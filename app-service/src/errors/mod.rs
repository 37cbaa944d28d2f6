mod authority;

pub use authority::*;
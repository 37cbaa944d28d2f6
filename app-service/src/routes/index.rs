use axum::extract::State;
use axum::response::Html;
use axum::Extension;

use crate::app_state::AppState;
use crate::domain::CurrentIdentity;
use crate::views;

pub async fn index(
    State(state): State<AppState>,
    Extension(CurrentIdentity(identity)): Extension<CurrentIdentity>,
) -> Html<String> {
    Html(views::home(identity.as_ref(), state.config.auth_service_url()))
}
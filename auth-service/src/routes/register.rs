use axum::extract::State;
use axum::response::{Html, Redirect};
use axum::Form;

use crate::app_state::AppState;
use crate::domain::{Email, Password, RegisterRequestBody};
use crate::errors::RegisterError;
use crate::services::AuthService;
use crate::views;

pub async fn register_page() -> Html<String> {
    Html(views::register_form())
}

pub async fn register(
    State(state): State<AppState>,
    Form(request): Form<RegisterRequestBody>,
) -> Result<Redirect, RegisterError> {
    let (username, email, password) = match (request.username, request.email, request.password)
    {
        (Some(u), Some(e), Some(p)) if !u.trim().is_empty() && !e.trim().is_empty() => (u, e, p),
        _ => return Err(RegisterError::MissingFields),
    };
    let email = Email::parse(email).or(Err(RegisterError::InvalidEmail))?;
    let password = Password::parse(password).or(Err(RegisterError::MissingFields))?;

    AuthService::register(&state, username.trim().to_owned(), email, password).await?;

    Ok(Redirect::to("/login"))
}
use auth_contract::{ExtractedToken, IdentityClaims};

/// Request extension set by the session guard once a token checks out.
#[derive(Debug, Clone)]
pub struct AuthenticatedSession {
    pub claims: IdentityClaims,
    pub token: ExtractedToken,
}

/// Request extension for pages that work with or without a session.
#[derive(Debug, Clone, Default)]
pub struct CurrentSession(pub Option<AuthenticatedSession>);
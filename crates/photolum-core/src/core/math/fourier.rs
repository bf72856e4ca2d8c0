//! Continuous Fourier transform approximated with a discrete FFT.
//!
//! The forward transform follows the convention `F(ω) = ∫ f(t) e^{-iωt} dt` and the
//! inverse `f(t) = (1/2π) ∫ F(ω) e^{iωt} dω`. Both take the uniform grid of the
//! original variable; the reciprocal axis is returned in ascending order.

use super::MathError;
use num_complex::Complex64;
use rustfft::FftPlanner;
use std::f64::consts::PI;

/// Approximates the continuous Fourier transform of `values` sampled on the uniform grid `iv`.
///
/// The discrete transform assumes the first sample sits at the origin, so the result is
/// multiplied by `exp(-i·rv·iv[0])` to account for grids that start elsewhere.
///
/// # Return
///
/// The ascending reciprocal axis and the transform sampled on it.
///
/// # Errors
///
/// Fails if fewer than two samples are given, the lengths of `iv` and `values`
/// disagree, or the grid spacing is zero.
pub fn continuous_fourier_transform(
    iv: &[f64],
    values: &[Complex64],
) -> Result<(Vec<f64>, Vec<Complex64>), MathError> {
    let spacing = validate_grid(iv, values.len())?;
    let n = iv.len();

    let mut buffer = values.to_vec();
    FftPlanner::<f64>::new()
        .plan_fft_forward(n)
        .process(&mut buffer);
    buffer.rotate_left(n.div_ceil(2));

    let rv = reciprocal_axis(n, spacing);
    let origin = iv[0];
    let transformed = buffer
        .into_iter()
        .zip(&rv)
        .map(|(x, &w)| x * spacing * Complex64::from_polar(1.0, -w * origin))
        .collect();

    Ok((rv, transformed))
}

/// Inverts [`continuous_fourier_transform`].
///
/// `iv` is the grid of the original variable (the same grid that was passed to the
/// forward transform) and `spectrum` holds samples on the ascending reciprocal axis.
/// Returns `iv` together with the reconstructed samples.
pub fn inverse_continuous_fourier_transform(
    iv: &[f64],
    spectrum: &[Complex64],
) -> Result<(Vec<f64>, Vec<Complex64>), MathError> {
    let spacing = validate_grid(iv, spectrum.len())?;
    let n = iv.len();
    let rv = reciprocal_axis(n, spacing);
    let origin = iv[0];

    let mut buffer: Vec<Complex64> = spectrum
        .iter()
        .zip(&rv)
        .map(|(&x, &w)| x * Complex64::from_polar(1.0, w * origin))
        .collect();
    buffer.rotate_right(n.div_ceil(2));
    FftPlanner::<f64>::new()
        .plan_fft_inverse(n)
        .process(&mut buffer);

    // rustfft leaves the inverse unnormalized.
    let scale = 1.0 / (n as f64 * spacing);
    let values = buffer.into_iter().map(|x| x * scale).collect();

    Ok((iv.to_vec(), values))
}

/// Ascending angular reciprocal axis `2πk / (nΔ)` for `k = -⌊n/2⌋ ..= ⌈n/2⌉ - 1`.
pub fn reciprocal_axis(n: usize, spacing: f64) -> Vec<f64> {
    let half = (n / 2) as isize;
    let dw = 2.0 * PI / (n as f64 * spacing);
    (0..n)
        .map(|j| (j as isize - half) as f64 * dw)
        .collect()
}

fn validate_grid(iv: &[f64], len: usize) -> Result<f64, MathError> {
    if iv.len() < 2 {
        return Err(MathError::TooFewSamples {
            required: 2,
            found: iv.len(),
        });
    }
    if iv.len() != len {
        return Err(MathError::LengthMismatch {
            values: len,
            grid: iv.len(),
        });
    }
    let spacing = iv[1] - iv[0];
    if spacing == 0.0 || !spacing.is_finite() {
        return Err(MathError::InvalidSpacing(spacing));
    }
    Ok(spacing)
}
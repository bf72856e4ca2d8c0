use clap::{Args, Parser, Subcommand, ValueEnum};
use photolum::core::math::kernels::Kernel;
use std::path::PathBuf;

const HELP_TEMPLATE: &str = "\
{before-help}{name} {version}
{author-with-newline}{about-with-newline}
{usage-heading} {usage}

{all-args}{after-help}
";

#[derive(Parser, Debug)]
#[command(
    version,
    about = "photolum - photoluminescence lineshapes of point defects from Huang-Rhys theory and the generating-function method.",
    help_template = HELP_TEMPLATE,
)]
#[command(propagate_version = true)]
pub struct Cli {
    #[command(subcommand)]
    pub command: Commands,

    /// Increase verbosity level (-v for INFO, -vv for DEBUG, -vvv for TRACE)
    #[arg(short, long, action = clap::ArgAction::Count, global = true)]
    pub verbose: u8,

    /// Suppress all log output except for errors
    #[arg(short, long, global = true, conflicts_with = "verbose")]
    pub quiet: bool,

    /// Write logs to a specified file in addition to the console output
    #[arg(long, global = true, value_name = "PATH")]
    pub log_file: Option<PathBuf>,

    /// Set the number of threads for parallel computation.
    /// Defaults to the number of available logical cores.
    #[arg(short = 'j', long, global = true, value_name = "NUM")]
    pub threads: Option<usize>,
}

#[derive(Subcommand, Debug)]
pub enum Commands {
    /// Compute the luminescence lineshape for one zero-phonon line and damping.
    Spectrum(SpectrumArgs),
    /// Run the lineshape calculation over a grid of zero-phonon lines and dampings.
    Sweep(SweepArgs),
}

/// Options shared by every calculation command.
#[derive(Args, Debug, Clone, Default)]
pub struct CommonArgs {
    // --- Inputs and outputs ---
    /// Ground-state structure in POSCAR/CONTCAR format [default: CONTCAR_GS].
    #[arg(short, long, value_name = "PATH")]
    pub ground: Option<PathBuf>,

    /// Excited-state structure in POSCAR/CONTCAR format [default: CONTCAR_ES].
    #[arg(short, long, value_name = "PATH")]
    pub excited: Option<PathBuf>,

    /// Ground-state phonons in phonopy band.yaml format [default: band.yaml].
    #[arg(short, long, value_name = "PATH")]
    pub phonons: Option<PathBuf>,

    /// Directory that receives the CSV tables [default: photolum-output].
    #[arg(short, long, value_name = "DIR")]
    pub output: Option<PathBuf>,

    /// Path to a configuration file in TOML format.
    #[arg(short, long, value_name = "PATH")]
    pub config: Option<PathBuf>,

    // --- Spectrum overrides ---
    /// Time-domain extent in fs; sets the energy resolution [default: 2000].
    #[arg(short = 't', long = "t-max", value_name = "FS")]
    pub t_max: Option<f64>,

    /// Broadening kernel for the phonon spectral function.
    #[arg(short, long, value_enum, value_name = "KERNEL")]
    pub kernel: Option<KernelArg>,

    /// Broadening width in meV [default: 6].
    #[arg(short, long, value_name = "MEV")]
    pub sigma: Option<f64>,

    /// Use every listed phonon mode instead of the distinct first half.
    #[arg(long)]
    pub all_modes: bool,

    /// Set a specific configuration value, overriding the config file and flags.
    /// Can be used multiple times. Example: -S window.below-zpl=400
    #[arg(short = 'S', long = "set", value_name = "KEY=VALUE", num_args(0..))]
    pub set_values: Vec<String>,
}

/// Arguments for the `spectrum` subcommand.
#[derive(Args, Debug, Clone)]
pub struct SpectrumArgs {
    #[command(flatten)]
    pub common: CommonArgs,

    /// Zero-phonon line in meV [default: 1945].
    #[arg(short = 'z', long, value_name = "MEV")]
    pub zpl: Option<f64>,

    /// Homogeneous damping in meV [default: 4].
    #[arg(short = 'y', long, value_name = "MEV")]
    pub gamma: Option<f64>,
}

/// Arguments for the `sweep` subcommand.
#[derive(Args, Debug, Clone)]
pub struct SweepArgs {
    #[command(flatten)]
    pub common: CommonArgs,

    /// Zero-phonon lines in meV, comma separated.
    #[arg(short = 'z', long, value_name = "MEV,...", value_delimiter = ',')]
    pub zpl: Vec<f64>,

    /// Dampings in meV, comma separated.
    #[arg(short = 'y', long, value_name = "MEV,...", value_delimiter = ',')]
    pub gamma: Vec<f64>,
}

#[derive(ValueEnum, Debug, Clone, Copy, PartialEq, Eq)]
pub enum KernelArg {
    Gaussian,
    Lorentzian,
}

impl From<KernelArg> for Kernel {
    fn from(arg: KernelArg) -> Self {
        match arg {
            KernelArg::Gaussian => Kernel::Gaussian,
            KernelArg::Lorentzian => Kernel::Lorentzian,
        }
    }
}
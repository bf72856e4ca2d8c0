use std::path::PathBuf;

/// Values used when neither the config file nor the command line provides one.
///
/// Spectrum settings not listed here fall back to the core builder's defaults.
pub struct DefaultsConfig {
    pub ground: PathBuf,
    pub excited: PathBuf,
    pub phonons: PathBuf,
    pub output_dir: PathBuf,
    pub zpl: f64,
    pub gamma: f64,
    pub t_max_fs: f64,
}

impl Default for DefaultsConfig {
    fn default() -> Self {
        Self {
            ground: PathBuf::from("CONTCAR_GS"),
            excited: PathBuf::from("CONTCAR_ES"),
            phonons: PathBuf::from("band.yaml"),
            output_dir: PathBuf::from("photolum-output"),
            zpl: 1945.0,
            gamma: 4.0,
            t_max_fs: 2000.0,
        }
    }
}
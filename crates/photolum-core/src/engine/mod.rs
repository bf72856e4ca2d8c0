//! # Engine Module
//!
//! Computational layer between the stateless `core` and the `workflows` entry points.
//!
//! - **Configuration** ([`config`]) - validated run parameters and their builder
//! - **Huang-Rhys** ([`huang_rhys`]) - configuration coordinates and partial factors
//! - **Spectrum** ([`spectrum`]) - the generating-function stages from `S(E)` to `L(E)`
//! - **Progress** ([`progress`]) - stage notifications for front ends
//! - **Errors** ([`error`]) - [`error::EngineError`], which every core error converts into

pub mod config;
pub mod error;
pub mod huang_rhys;
pub mod progress;
pub mod spectrum;
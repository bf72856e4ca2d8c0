use super::defaults::DefaultsConfig;
use super::file::FileConfig;
use super::models::{AppConfig, SweepConfig};
use crate::cli::{CommonArgs, SpectrumArgs, SweepArgs};
use crate::error::{CliError, Result};
use photolum::engine::config::{EmissionWindow, ModeSelection, SpectrumConfigBuilder};
use photolum::workflows::emission::InputPaths;
use serde::de::{DeserializeOwned, IntoDeserializer};
use serde::de::value::StrDeserializer;
use std::path::PathBuf;

pub fn build_spectrum_config(args: &SpectrumArgs) -> Result<AppConfig> {
    let mut file_config = load_file_config(&args.common)?;
    let spectrum = file_config.spectrum.get_or_insert_with(Default::default);
    if args.zpl.is_some() {
        spectrum.zpl = args.zpl;
    }
    if args.gamma.is_some() {
        spectrum.gamma = args.gamma;
    }
    let file_config = apply_set_values(file_config, &args.common.set_values)?;
    resolve(file_config)
}

pub fn build_sweep_config(args: &SweepArgs) -> Result<SweepConfig> {
    let mut file_config = load_file_config(&args.common)?;
    let sweep = file_config.sweep.get_or_insert_with(Default::default);
    if !args.zpl.is_empty() {
        sweep.zpl = Some(args.zpl.clone());
    }
    if !args.gamma.is_empty() {
        sweep.gamma = Some(args.gamma.clone());
    }
    let mut file_config = apply_set_values(file_config, &args.common.set_values)?;

    let defaults = DefaultsConfig::default();
    let sweep = file_config.sweep.take().unwrap_or_default();
    let spectrum = file_config.spectrum.clone().unwrap_or_default();
    let zpls = sweep
        .zpl
        .unwrap_or_else(|| vec![spectrum.zpl.unwrap_or(defaults.zpl)]);
    let gammas = sweep
        .gamma
        .unwrap_or_else(|| vec![spectrum.gamma.unwrap_or(defaults.gamma)]);
    if zpls.is_empty() || gammas.is_empty() {
        return Err(CliError::Argument(
            "a sweep needs at least one ZPL and one damping value".to_string(),
        ));
    }

    Ok(SweepConfig {
        base: resolve(file_config)?,
        zpls,
        gammas,
    })
}

fn load_file_config(args: &CommonArgs) -> Result<FileConfig> {
    let mut config = match &args.config {
        Some(path) => FileConfig::from_file(path)?,
        None => FileConfig::default(),
    };

    let inputs = config.inputs.get_or_insert_with(Default::default);
    overlay(&mut inputs.ground, &args.ground);
    overlay(&mut inputs.excited, &args.excited);
    overlay(&mut inputs.phonons, &args.phonons);
    overlay(&mut inputs.output, &args.output);

    let spectrum = config.spectrum.get_or_insert_with(Default::default);
    overlay(&mut spectrum.t_max, &args.t_max);
    if args.all_modes {
        spectrum.mode_selection = Some(ModeSelection::All);
    }

    let broadening = config.broadening.get_or_insert_with(Default::default);
    overlay(&mut broadening.kernel, &args.kernel.map(Into::into));
    overlay(&mut broadening.sigma, &args.sigma);

    Ok(config)
}

fn overlay<T: Clone>(target: &mut Option<T>, value: &Option<T>) {
    if let Some(v) = value {
        *target = Some(v.clone());
    }
}

fn resolve(mut file_config: FileConfig) -> Result<AppConfig> {
    let defaults = DefaultsConfig::default();
    let inputs = file_config.inputs.take().unwrap_or_default();
    let spectrum = file_config.spectrum.take().unwrap_or_default();
    let broadening = file_config.broadening.take().unwrap_or_default();
    let window = file_config.window.take().unwrap_or_default();
    let energy_grid = file_config.energy_grid.take().unwrap_or_default();

    let mut builder = SpectrumConfigBuilder::new()
        .zpl(spectrum.zpl.unwrap_or(defaults.zpl))
        .gamma(spectrum.gamma.unwrap_or(defaults.gamma))
        .t_max_fs(spectrum.t_max.unwrap_or(defaults.t_max_fs))
        .mode_selection(spectrum.mode_selection.unwrap_or_default());
    if let Some(kernel) = broadening.kernel {
        builder = builder.kernel(kernel);
    }
    if let Some(sigma) = broadening.sigma {
        builder = builder.sigma(sigma);
    }
    if let Some(factor) = energy_grid.max_factor {
        builder = builder.energy_max_factor(factor);
    }
    if let Some(energy) = energy_grid.fallback_max {
        builder = builder.fallback_energy_max(energy);
    }
    if window.below_zpl.is_some() || window.above_zpl.is_some() {
        let core_defaults = EmissionWindow::default();
        builder = builder.window(
            window.below_zpl.unwrap_or(core_defaults.below_zpl),
            window.above_zpl.unwrap_or(core_defaults.above_zpl),
        );
    }

    let spectrum = builder
        .build()
        .map_err(|e| CliError::Config(e.to_string()))?;

    Ok(AppConfig {
        inputs: InputPaths {
            ground: inputs.ground.unwrap_or(defaults.ground),
            excited: inputs.excited.unwrap_or(defaults.excited),
            phonons: inputs.phonons.unwrap_or(defaults.phonons),
        },
        output_dir: inputs.output.unwrap_or(defaults.output_dir),
        spectrum,
    })
}

fn parse_float(key: &str, value: &str) -> Result<f64> {
    value
        .parse()
        .map_err(|_| CliError::Config(format!("Invalid float value for {}: {}", key, value)))
}

fn parse_float_list(key: &str, value: &str) -> Result<Vec<f64>> {
    value
        .split(',')
        .map(|item| parse_float(key, item.trim()))
        .collect()
}

/// Parses a kebab-case keyword such as `lorentzian` or `first-half`.
fn parse_keyword<T: DeserializeOwned>(key: &str, value: &str) -> Result<T> {
    let deserializer: StrDeserializer<'_, serde::de::value::Error> = value.into_deserializer();
    T::deserialize(deserializer)
        .map_err(|e| CliError::Config(format!("Invalid value for {}: {}", key, e)))
}

fn apply_set_values(mut config: FileConfig, set_values: &[String]) -> Result<FileConfig> {
    for kv_pair in set_values {
        let Some((key, value_str)) = kv_pair.split_once('=') else {
            return Err(CliError::Config(format!(
                "Invalid --set format: '{}'. Expected KEY=VALUE.",
                kv_pair
            )));
        };
        let key = key.trim();
        let value_str = value_str.trim();

        let as_path = || PathBuf::from(value_str);
        match key {
            "inputs.ground" => {
                config.inputs.get_or_insert_with(Default::default).ground = Some(as_path());
            }
            "inputs.excited" => {
                config.inputs.get_or_insert_with(Default::default).excited = Some(as_path());
            }
            "inputs.phonons" => {
                config.inputs.get_or_insert_with(Default::default).phonons = Some(as_path());
            }
            "inputs.output" => {
                config.inputs.get_or_insert_with(Default::default).output = Some(as_path());
            }
            "spectrum.zpl" => {
                config.spectrum.get_or_insert_with(Default::default).zpl =
                    Some(parse_float(key, value_str)?);
            }
            "spectrum.gamma" => {
                config.spectrum.get_or_insert_with(Default::default).gamma =
                    Some(parse_float(key, value_str)?);
            }
            "spectrum.t-max" => {
                config.spectrum.get_or_insert_with(Default::default).t_max =
                    Some(parse_float(key, value_str)?);
            }
            "spectrum.mode-selection" => {
                config
                    .spectrum
                    .get_or_insert_with(Default::default)
                    .mode_selection = Some(parse_keyword(key, value_str)?);
            }
            "broadening.kernel" => {
                config.broadening.get_or_insert_with(Default::default).kernel =
                    Some(parse_keyword(key, value_str)?);
            }
            "broadening.sigma" => {
                config.broadening.get_or_insert_with(Default::default).sigma =
                    Some(parse_float(key, value_str)?);
            }
            "window.below-zpl" => {
                config.window.get_or_insert_with(Default::default).below_zpl =
                    Some(parse_float(key, value_str)?);
            }
            "window.above-zpl" => {
                config.window.get_or_insert_with(Default::default).above_zpl =
                    Some(parse_float(key, value_str)?);
            }
            "energy-grid.max-factor" => {
                config
                    .energy_grid
                    .get_or_insert_with(Default::default)
                    .max_factor = Some(parse_float(key, value_str)?);
            }
            "energy-grid.fallback-max" => {
                config
                    .energy_grid
                    .get_or_insert_with(Default::default)
                    .fallback_max = Some(parse_float(key, value_str)?);
            }
            "sweep.zpl" => {
                config.sweep.get_or_insert_with(Default::default).zpl =
                    Some(parse_float_list(key, value_str)?);
            }
            "sweep.gamma" => {
                config.sweep.get_or_insert_with(Default::default).gamma =
                    Some(parse_float_list(key, value_str)?);
            }
            _ => {
                return Err(CliError::Config(format!(
                    "Unsupported configuration key for --set: '{}'",
                    key
                )));
            }
        }
    }
    Ok(config)
}
use crate::core::io::traits::InputFile;
use crate::core::models::geometry::{Geometry, GeometryError};
use nalgebra::{Matrix3, Point3, Vector3};
use std::io::{self, BufRead};
use thiserror::Error;
use tracing::debug;

#[derive(Debug, Error)]
pub enum PoscarError {
    #[error("I/O error: {0}")]
    Io(#[from] io::Error),
    /// Rejected by the POSCAR grammar; carries the reader's own message.
    #[error("Malformed POSCAR: {0}")]
    Format(String),
    #[error(
        "Species names must be given on their own line or as the comment ({groups} groups, comment: '{comment}')"
    )]
    MissingSpeciesNames { groups: usize, comment: String },
    #[error("Inconsistent data: {0}")]
    Inconsistency(#[from] GeometryError),
}

/// VASP POSCAR/CONTCAR reader producing Cartesian positions in Angstroms.
///
/// Selective-dynamics flags are accepted and ignored.
pub struct PoscarFile;

impl InputFile for PoscarFile {
    type Output = Geometry;
    type Error = PoscarError;

    fn read_from(reader: &mut impl BufRead) -> Result<Self::Output, Self::Error> {
        let poscar = vasp_poscar::Poscar::from_reader(reader)
            .map_err(|e| PoscarError::Format(e.to_string()))?;

        let counts: Vec<usize> = poscar.group_counts().collect();
        let names: Vec<String> = match poscar.group_symbols() {
            Some(symbols) => symbols.map(str::to_string).collect(),
            // VASP 4 files; phonopy and ASE put the symbols in the comment.
            None => {
                let words: Vec<String> = poscar
                    .comment()
                    .split_whitespace()
                    .map(str::to_string)
                    .collect();
                if words.len() != counts.len() {
                    return Err(PoscarError::MissingSpeciesNames {
                        groups: counts.len(),
                        comment: poscar.comment().to_string(),
                    });
                }
                words
            }
        };

        let [a, b, c] = poscar.scaled_lattice_vectors();
        let lattice = Matrix3::from_columns(&[Vector3::from(a), Vector3::from(b), Vector3::from(c)]);

        let (positions, kind): (Vec<Point3<f64>>, _) = match poscar.scaled_positions() {
            vasp_poscar::Coords::Cart(p) => (
                p.iter().map(|&xyz| Point3::from(Vector3::from(xyz))).collect(),
                "Cartesian",
            ),
            vasp_poscar::Coords::Frac(p) => (
                p.iter()
                    .map(|&f| Point3::from(lattice * Vector3::from(f)))
                    .collect(),
                "fractional",
            ),
        };

        debug!(
            "Parsed POSCAR with {} atoms ({} coordinates).",
            positions.len(),
            kind
        );

        Ok(Geometry::new(positions, names.into_iter().zip(counts).collect())?)
    }
}

#[cfg(test)]
mod tests {
    use super::*;
    use std::io::{BufReader, Cursor, Write};
    use tempfile::NamedTempFile;

    fn parse(content: &str) -> Result<Geometry, PoscarError> {
        PoscarFile::read_from(&mut BufReader::new(Cursor::new(content)))
    }

    const DIRECT: &str = "\
NV center
2.0
2.0 0.0 0.0
1.0 2.0 0.0
0.0 0.0 3.0
C N
2 1
Direct
0.5 0.5 0.0
0.0 0.0 0.5
0.25 0.0 0.0
";

    #[test]
    fn direct_coordinates_are_converted_with_the_scaled_lattice() {
        let geometry = parse(DIRECT).unwrap();
        assert_eq!(geometry.num_atoms(), 3);
        assert_eq!(geometry.count_of("C"), Some(2));
        assert_eq!(geometry.count_of("N"), Some(1));

        let p = geometry.positions();
        assert!((p[0] - Point3::new(3.0, 2.0, 0.0)).norm() < 1e-12);
        assert!((p[1] - Point3::new(0.0, 0.0, 3.0)).norm() < 1e-12);
        assert!((p[2] - Point3::new(1.0, 0.0, 0.0)).norm() < 1e-12);
    }

    #[test]
    fn cartesian_coordinates_are_scaled() {
        let content = DIRECT.replace("Direct", "Cartesian");
        let geometry = parse(&content).unwrap();
        assert!((geometry.positions()[0] - Point3::new(1.0, 1.0, 0.0)).norm() < 1e-12);
    }

    #[test]
    fn selective_dynamics_flags_are_accepted() {
        let content = DIRECT
            .replace("Direct\n", "Selective dynamics\nDirect\n")
            .replace("0.5 0.5 0.0\n", "0.5 0.5 0.0 T T F\n")
            .replace("0.0 0.0 0.5\n", "0.0 0.0 0.5 T T T\n")
            .replace("0.25 0.0 0.0\n", "0.25 0.0 0.0 F F F\n");
        let geometry = parse(&content).unwrap();
        assert!((geometry.positions()[0] - Point3::new(3.0, 2.0, 0.0)).norm() < 1e-12);
    }

    #[test]
    fn species_may_come_from_the_comment_line() {
        let content = DIRECT.replace("NV center", "C N").replace("C N\n2 1", "2 1");
        let geometry = parse(&content).unwrap();
        assert_eq!(geometry.count_of("C"), Some(2));
        assert_eq!(geometry.count_of("N"), Some(1));
    }

    #[test]
    fn unnamed_species_are_rejected() {
        let content = DIRECT
            .replace("NV center", "NV center in diamond")
            .replace("C N\n2 1", "2 1");
        assert!(matches!(
            parse(&content),
            Err(PoscarError::MissingSpeciesNames { groups: 2, .. })
        ));
    }

    #[test]
    fn missing_coordinate_lines_are_a_format_error() {
        let content = DIRECT.replace("2 1", "2 3");
        assert!(matches!(parse(&content), Err(PoscarError::Format(_))));
    }

    #[test]
    fn invalid_lattice_value_is_a_format_error() {
        let content = DIRECT.replace("1.0 2.0 0.0", "1.0 two 0.0");
        assert!(matches!(parse(&content), Err(PoscarError::Format(_))));
    }

    #[test]
    fn truncated_header_is_a_format_error() {
        assert!(matches!(
            parse("comment\n1.0\n"),
            Err(PoscarError::Format(_))
        ));
    }

    #[test]
    fn read_from_path_parses_file() {
        let mut file = NamedTempFile::new().unwrap();
        write!(file, "{}", DIRECT).unwrap();
        let geometry = PoscarFile::read_from_path(file.path()).unwrap();
        assert_eq!(geometry.num_atoms(), 3);
    }
}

• • •

WORK REQUEST:
Lines holding "DeserializeOwned": copy each one from the records above.

SOLUTION TO THIS PROBLEM:
use serde::de::{DeserializeOwned, IntoDeserializer};
fn parse_keyword<T: DeserializeOwned>(key: &str, value: &str) -> Result<T> {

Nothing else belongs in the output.